§ **YOUR GOAL**: From the first line through the line containing "pub fn generate(contract: &Contract)", transcribe the records exactly and include no other lines.

____________________

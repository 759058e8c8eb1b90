//! Compiles contracts from source and runs the generated code on an in-memory chain

pub mod helpers;

mod integration_tests;
mod prop_tests;
mod unit_tests;
//! EVM bytecode generator for typed contracts
//!
//! Translates a [`Contract`] produced by semantic analysis into two code objects:
//! - the runtime code: a selector dispatcher, the external functions and every internal
//!   function they reach. Immutables are read from the end of the deployed code.
//! - the init code: the constructor, then a deployer returning the runtime code with the
//!   immutables appended. Constructor arguments are read from the end of the init code.
//!
//! ## Memory Layout
//! - `0x00-0x7F`: scratch space for hashing
//! - init code only: immutables under construction
//! - one statically allocated frame per function for locals and temporaries
//! - after the frames: buffers of runtime size (created init code, deployed code)
//!
//! The creation builtins (`create_minimal_proxy_to`, `create_copy_of`,
//! `create_from_blueprint`) assemble init code from the [`templates`] at runtime; [`address`]
//! predicts the addresses they deploy to.

pub mod address;
mod error;
pub mod templates;
mod translator;

#[cfg(test)]
mod tests;

pub use error::{CodegenError, Result};
pub use translator::{CodeObject, Translator};

use evm_glue::assembler::{assemble_maximized, assemble_minimized};
use vyc_data::Contract;

/// How marks are resolved to code offsets.
#[derive(Debug, Clone, Copy, Default, PartialEq, Eq)]
pub enum AssemblyMode {
    /// Smallest push for every reference
    #[default]
    Minimized,
    /// PUSH2 for every reference
    Maximized,
}

#[derive(Debug, Clone, Copy, Default)]
pub struct Config {
    pub assembly: AssemblyMode,
}

/// The two code objects of a contract.
#[derive(Debug, Clone, PartialEq, Eq)]
pub struct Bytecode {
    /// Runs the constructor and returns the runtime code followed by the immutables.
    pub init: Vec<u8>,
    /// Deployed code, without the immutables.
    pub runtime: Vec<u8>,
}

pub fn generate(contract: &Contract) -> Result<Bytecode> {
    generate_with_config(contract, Config::default())
}

pub fn generate_with_config(contract: &Contract, config: Config) -> Result<Bytecode> {
    let mut translator = Translator::runtime(contract)?;
    translator.translate()?;
    let runtime = assemble(&translator.into_asm(), config.assembly)?;

    let mut translator = Translator::init(contract, runtime.clone())?;
    translator.translate()?;
    let init = assemble(&translator.into_asm(), config.assembly)?;

    tracing::debug!(init = init.len(), runtime = runtime.len(), "generated bytecode");
    Ok(Bytecode { init, runtime })
}

fn assemble(asm: &[evm_glue::assembly::Asm], mode: AssemblyMode) -> Result<Vec<u8>> {
    let assembled = match mode {
        AssemblyMode::Minimized => assemble_minimized(asm, true),
        AssemblyMode::Maximized => assemble_maximized(asm, true),
    };
    let (_, bytecode) = assembled.map_err(|e| CodegenError::Assembly(format!("{e:?}")))?;
    Ok(bytecode)
}
//! Expression translation
//!
//! [`Translator::expr`] leaves exactly one value on the stack: the word itself for word types,
//! otherwise a pointer to a memory copy that stays valid until the end of the statement.

use super::{Translator, constants::WORD, place::Location};
use crate::error::{CodegenError, Result};
use alloy_primitives::{Bytes, U256};
use evm_glue::opcodes::Opcode;
use vyc_data::{
    IntType, Type, TypedExpr,
    hir::{AddressMember, BoolOp, CmpOp, EnvVar, ExprKind},
    types::ceil32,
};

impl Translator<'_> {
    pub(super) fn expr(&mut self, expr: &TypedExpr) -> Result<()> {
        match &expr.kind {
            ExprKind::Literal(value) => self.push_const(*value),
            ExprKind::BytesLiteral(bytes) => self.bytes_literal(bytes, &expr.ty)?,
            ExprKind::Local(_)
            | ExprKind::Storage(_)
            | ExprKind::Immutable(_)
            | ExprKind::Index { .. }
            | ExprKind::Field { .. } => {
                let location = self.location(expr)?;
                self.load(location, &expr.ty)?;
            }
            ExprKind::Env(var) => self.op(match var {
                EnvVar::MsgSender => Opcode::CALLER,
                EnvVar::MsgValue => Opcode::CALLVALUE,
                EnvVar::TxOrigin => Opcode::ORIGIN,
                EnvVar::BlockTimestamp => Opcode::TIMESTAMP,
                EnvVar::BlockNumber => Opcode::NUMBER,
                EnvVar::ChainId => Opcode::CHAINID,
                EnvVar::SelfAddress => Opcode::ADDRESS,
            }),
            ExprKind::AddressMember { address, member } => {
                self.expr(address)?;
                match member {
                    AddressMember::Balance => self.op(Opcode::BALANCE),
                    AddressMember::Codesize => self.op(Opcode::EXTCODESIZE),
                    AddressMember::Codehash => self.op(Opcode::EXTCODEHASH),
                    AddressMember::IsContract => {
                        self.ops([Opcode::EXTCODESIZE, Opcode::ISZERO, Opcode::ISZERO])
                    }
                }
            }
            ExprKind::Neg(value) => {
                let Type::Int(int) = value.ty else {
                    return Err(CodegenError::Unsupported { op: "negation" });
                };
                self.expr(value)?;
                self.negate(int);
            }
            ExprKind::Invert(value) => {
                self.expr(value)?;
                self.op(Opcode::NOT);
            }
            ExprKind::Not(value) => {
                self.expr(value)?;
                self.op(Opcode::ISZERO);
            }
            ExprKind::Binary { op, left, right } => {
                self.expr(left)?;
                self.expr(right)?;
                self.arithmetic(*op, &expr.ty)?;
            }
            ExprKind::Compare { op, left, right } => self.compare(*op, left, right)?,
            ExprKind::BoolOp { op, left, right } => {
                let end = self.state.marks.allocate_mark();
                self.expr(left)?;
                self.op(Opcode::DUP1);
                // `and` stops at the first false operand, `or` at the first true one
                if *op == BoolOp::And {
                    self.op(Opcode::ISZERO);
                }
                self.emit_jumpi(end);
                self.op(Opcode::POP);
                self.expr(right)?;
                self.emit_mark(end);
            }
            ExprKind::List(items) | ExprKind::Struct(items) => self.aggregate(items, &expr.ty)?,
            ExprKind::Call(call) => self.call(call, expr.ty.is_word())?,
            ExprKind::Create(creation) => self.create(creation)?,
            ExprKind::Len(value) => {
                // The length word comes first in every location
                let location = self.location(value)?;
                self.load(location, &Type::UINT256)?;
            }
            ExprKind::Empty if expr.ty.is_word() => self.op(Opcode::PUSH0),
            ExprKind::Empty => {
                let size = expr.ty.memory_size();
                let buffer = self.temp(size)?;
                self.push_u32(buffer);
                self.zero_memory(size);
                self.push_u32(buffer);
            }
            ExprKind::Keccak256(value) => {
                self.expr(value)?;
                if value.ty.is_word() {
                    self.op(Opcode::PUSH0);
                    self.op(Opcode::MSTORE);
                    self.push_u32(WORD);
                    self.ops([Opcode::PUSH0, Opcode::SHA3]);
                } else {
                    self.hash_byte_array();
                }
            }
        }
        Ok(())
    }

    /// Stack: [value] → [-value]
    fn negate(&mut self, int: IntType) {
        // The minimum has no positive counterpart
        self.op(Opcode::DUP1);
        self.push_const(int.min());
        self.op(Opcode::EQ);
        self.panic_if();
        self.ops([Opcode::PUSH0, Opcode::SUB]);
    }

    /// Stack: [pointer to a byte array] → [keccak256 of its contents]
    pub(super) fn hash_byte_array(&mut self) {
        // [ptr] → [len, ptr + 32]
        self.ops([Opcode::DUP1, Opcode::MLOAD, Opcode::SWAP1]);
        self.push_u32(WORD);
        self.ops([Opcode::ADD, Opcode::SHA3]);
    }

    fn compare(&mut self, op: CmpOp, left: &TypedExpr, right: &TypedExpr) -> Result<()> {
        self.expr(left)?;
        if left.ty.is_byte_array() {
            self.hash_byte_array();
        }
        self.expr(right)?;
        if right.ty.is_byte_array() {
            self.hash_byte_array();
        }

        // Stack: [left, right]
        let signed = matches!(left.ty, Type::Int(IntType { signed: true, .. }));
        let (lt, gt) = if signed { (Opcode::SLT, Opcode::SGT) } else { (Opcode::LT, Opcode::GT) };
        match op {
            CmpOp::Eq => self.op(Opcode::EQ),
            CmpOp::NotEq => self.ops([Opcode::EQ, Opcode::ISZERO]),
            CmpOp::Lt => self.op(gt),
            CmpOp::Gt => self.op(lt),
            CmpOp::LtEq => self.ops([lt, Opcode::ISZERO]),
            CmpOp::GtEq => self.ops([gt, Opcode::ISZERO]),
        }
        Ok(())
    }

    fn bytes_literal(&mut self, bytes: &Bytes, ty: &Type) -> Result<()> {
        let len = u32::try_from(bytes.len())
            .map_err(|_| CodegenError::Unsupported { op: "oversized literal" })?;
        let buffer = self.temp(ty.memory_size().max(WORD + ceil32(len)))?;
        self.push_u32(len);
        self.mstore_at(buffer);
        for (index, chunk) in bytes.chunks(WORD as usize).enumerate() {
            let mut word = [0u8; WORD as usize];
            word[..chunk.len()].copy_from_slice(chunk);
            self.push_const(U256::from_be_bytes(word));
            self.mstore_at(buffer + WORD * (index as u32 + 1));
        }
        self.push_u32(buffer);
        Ok(())
    }

    /// Array and struct literals, members laid out one after the other.
    fn aggregate(&mut self, members: &[TypedExpr], ty: &Type) -> Result<()> {
        let buffer = self.temp(ty.memory_size())?;
        let mut offset = 0;
        for (index, member) in members.iter().enumerate() {
            let slot_ty = match ty {
                Type::Array(inner, _) => (**inner).clone(),
                Type::Struct(def) => def.fields[index].1.clone(),
                _ => member.ty.clone(),
            };
            self.expr(member)?;
            self.push_u32(buffer + offset);
            self.store(Location::Memory, &member.ty)?;
            offset += slot_ty.memory_size();
        }
        self.push_u32(buffer);
        Ok(())
    }
}
use crate::{Bytecode, Translator, generate};
use alloy_primitives::{Address, Bytes, U256};
use evm_glue::assembly::Asm;
use test_utils::{Chain, Failure, word};
use vyc_data::{
    AbiValue, Contract, Type,
    abi::{decode_params, encode_call, encode_params},
};
use vyc_syntax::parse_module;

/// Parses and checks `source`, panicking with the rendered diagnostic if it is rejected.
pub fn analyze(source: &str) -> Contract {
    let module = parse_module(source).unwrap_or_else(|err| panic!("{}", err.render(source)));
    vyc_sema::analyze(&module).unwrap_or_else(|err| panic!("{}", err.render(source)))
}

pub fn compile(source: &str) -> Bytecode {
    generate(&analyze(source)).unwrap_or_else(|err| panic!("code generation failed: {err}"))
}

pub fn runtime_asm(source: &str) -> Vec<Asm> {
    let contract = analyze(source);
    let mut translator = Translator::runtime(&contract).expect("translator");
    translator.translate().expect("runtime code translates");
    translator.into_asm()
}

pub fn count_opcode(asm: &[Asm], opcode: &str) -> usize {
    asm.iter()
        .filter(|&op| match op {
            Asm::Op(op_enum) => format!("{op_enum:?}") == opcode,
            _ => false,
        })
        .count()
}

pub fn assert_opcode_counts(asm: &[Asm], expected: &[(&str, usize)]) {
    for &(opcode, expected_count) in expected {
        let actual_count = count_opcode(asm, opcode);
        assert_eq!(
            actual_count, expected_count,
            "Expected {expected_count} {opcode} opcodes but found {actual_count}"
        );
    }
}

/// The message of `Error(string)` revert data.
pub fn revert_reason(failure: &Failure) -> Option<String> {
    let data = failure.revert_data()?;
    let payload = data.strip_prefix(&[0x08, 0xc3, 0x79, 0xa0])?;
    match decode_params(&[Type::String(u32::MAX)], payload)?.pop()? {
        AbiValue::String(reason) => Some(reason),
        _ => None,
    }
}

/// A compiled contract deployed on its own chain.
pub struct Deployed {
    pub chain: Chain,
    pub address: Address,
    pub bytecode: Bytecode,
}

impl Deployed {
    pub fn new(source: &str) -> Self {
        Self::with_args(source, &[])
    }

    pub fn with_args(source: &str, args: &[AbiValue]) -> Self {
        Self::try_with_args(source, args).unwrap_or_else(|err| panic!("deployment failed: {err:?}"))
    }

    pub fn try_with_args(source: &str, args: &[AbiValue]) -> Result<Self, Failure> {
        let bytecode = compile(source);
        let mut chain = Chain::new();
        let mut init = bytecode.init.clone();
        init.extend_from_slice(&encode_params(args));
        let address = chain.deploy(init)?;
        Ok(Self { chain, address, bytecode })
    }

    /// Deploys another contract on the same chain.
    pub fn deploy(&mut self, source: &str, args: &[AbiValue]) -> Address {
        let mut init = compile(source).init;
        init.extend_from_slice(&encode_params(args));
        self.chain.deploy(init).unwrap_or_else(|err| panic!("deployment failed: {err:?}"))
    }

    pub fn call(&mut self, signature: &str, args: &[AbiValue]) -> Result<Bytes, Failure> {
        self.chain.call(self.address, encode_call(signature, args))
    }

    /// Calls a function returning a single word.
    pub fn word(&mut self, signature: &str, args: &[AbiValue]) -> U256 {
        let output = self
            .call(signature, args)
            .unwrap_or_else(|err| panic!("`{signature}` failed: {err:?}"));
        word(&output).unwrap_or_else(|| panic!("`{signature}` returned {output}"))
    }

    /// Calls a function and decodes its return data as a tuple of `returns`.
    pub fn values(
        &mut self,
        signature: &str,
        args: &[AbiValue],
        returns: &[Type],
    ) -> Vec<AbiValue> {
        let output = self
            .call(signature, args)
            .unwrap_or_else(|err| panic!("`{signature}` failed: {err:?}"));
        decode_params(returns, &output)
            .unwrap_or_else(|| panic!("`{signature}` returned malformed data {output}"))
    }

    pub fn reverts(&mut self, signature: &str, args: &[AbiValue]) -> Failure {
        match self.call(signature, args) {
            Ok(output) => panic!("`{signature}` succeeded with {output}"),
            Err(failure) => failure,
        }
    }
}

____________________

§ **WRITTEN RESPONSE**:
repository 759058e8c8eb1b90
//! Compiles contracts from source and runs the generated code on an in-memory chain

pub mod helpers;

mod integration_tests;
mod prop_tests;
mod unit_tests;
//! EVM bytecode generator for typed contracts
//!
//! Translates a [`Contract`] produced by semantic analysis into two code objects:
//! - the runtime code: a selector dispatcher, the external functions and every internal
//!   function they reach. Immutables are read from the end of the deployed code.
//! - the init code: the constructor, then a deployer returning the runtime code with the
//!   immutables appended. Constructor arguments are read from the end of the init code.
//!
//! ## Memory Layout
//! - `0x00-0x7F`: scratch space for hashing
//! - init code only: immutables under construction
//! - one statically allocated frame per function for locals and temporaries
//! - after the frames: buffers of runtime size (created init code, deployed code)
//!
//! The creation builtins (`create_minimal_proxy_to`, `create_copy_of`,
//! `create_from_blueprint`) assemble init code from the [`templates`] at runtime; [`address`]
//! predicts the addresses they deploy to.

pub mod address;
mod error;
pub mod templates;
mod translator;

#[cfg(test)]
mod tests;

pub use error::{CodegenError, Result};
pub use translator::{CodeObject, Translator};

use evm_glue::assembler::{assemble_maximized, assemble_minimized};
use vyc_data::Contract;

/// How marks are resolved to code offsets.
#[derive(Debug, Clone, Copy, Default, PartialEq, Eq)]
pub enum AssemblyMode {
    /// Smallest push for every reference
    #[default]
    Minimized,
    /// PUSH2 for every reference
    Maximized,
}

#[derive(Debug, Clone, Copy, Default)]
pub struct Config {
    pub assembly: AssemblyMode,
}

/// The two code objects of a contract.
#[derive(Debug, Clone, PartialEq, Eq)]
pub struct Bytecode {
    /// Runs the constructor and returns the runtime code followed by the immutables.
    pub init: Vec<u8>,
    /// Deployed code, without the immutables.
    pub runtime: Vec<u8>,
}

pub fn generate(contract: &Contract) -> Result<Bytecode> {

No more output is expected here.